Don't jump into conclusions or be too quick to judge. I said
I've never met the girl or her family. My daughter slept over at her house a couple of times but my husband took my daughter. The mother came out and introduced herself when my husband dropped my daughter off and another friend for the first time. We meet parents before we allow our children to sleepover at anyone's house. I only specified that I did not know the girl and she was not in the close circle of friends my daughter has brought home because I felt that information (perhaps said recklessly) may be important in determining the gift. If the birthday girl was the daughter of a close, good family friend or one of her best friends, it would be a different story. I would know how much to spend and what to do. I would not have started this thread.
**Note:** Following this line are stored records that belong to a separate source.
//! Android Open Accessory wire protocol
//!
//! This crate defines the byte-level contract between a USB host and an
//! accessory-capable device: the vendor control requests, the HID mouse
//! report descriptor and report layout, the identification strings, and the
//! vendor/product table used to recognise a device once it is in accessory
//! mode. It performs no I/O.
//!
//! # Example
//!
//! ```
//! use protocol::{AoaRequest, ControlSetup, HidMouse, decode_protocol_version};
//!
//! let setup = ControlSetup::register_hid(1, HidMouse::DESCRIPTOR.len() as u16);
//! assert_eq!(setup.request, AoaRequest::RegisterHid);
//! assert_eq!(setup.request_type(), 0x40);
//!
//! assert_eq!(decode_protocol_version(&[0x02, 0x00]).unwrap(), 2);
//! ```

pub mod error;
pub mod filter;
pub mod hid;
pub mod request;
pub mod strings;
pub mod types;

pub use error::{ProtocolError, Result};
pub use filter::{
    AOA_AUDIO_DEVICE_FILTERS, AOA_DEFAULT_DEVICE_FILTERS, AOA_VENDOR_ID, DeviceFilter,
    matches_any,
};
pub use hid::{
    HidMouse, MOUSE_REPORT_SIZE, MouseButtons, MouseReport, mouse_descriptor,
    serialize_mouse_report,
};
pub use request::{
    AoaRequest, AudioMode, ControlSetup, PROTOCOL_VERSION_LEN, decode_protocol_version,
    descriptor_len,
};
pub use strings::{AccessoryIdentity, AccessoryString, encode_string};
pub use types::{
    AlternateInfo, ConfigurationInfo, Direction, EndpointInfo, EndpointKind, InterfaceInfo,
    IsoPacket, USB_CLASS_AUDIO, USB_SUBCLASS_AUDIO_STREAMING, UsbError,
};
We are meeting the parents next week to discuss the cruise. I live in a somewhat small town were people know each other or have friends that know each other or have heard of each other. My mind is blown by how quickly people like to think the worse of their fellowmen and judge one's ability to be a good parent. There were several posters above who had similar views but their posts were no near as insulting. And as such it was not offensive.
The cruise is in February, three months away. There is plenty of time to be acquainted. My daughter just told me about this invitation this afternoon. And so many things/questions came to mind. As a parent, and I consider myself a great parent, I did not need opinions or suggestions on the moral, ethical, or how this situation is to be handled or addressed. I know what to do in those departments. I don't think I even said she was going because that has not been decided yet. My husband does not know about it yet. He is out of town. But I thought this forum would be as good as any to get some gift suggestions. It is one thing that came to mind I thought I might be able to get a head start should we decide to let her go.
Btw, last summer we let our son go to Italy for 3 weeks with a good friend of his, who we've know for years but really did not know the parents except for waves to each other when I would give their son a ride home. We sat down just a month before they left. And yes, we entrusted our son to these strangers for three weeks. Strangers do turn out to be great people.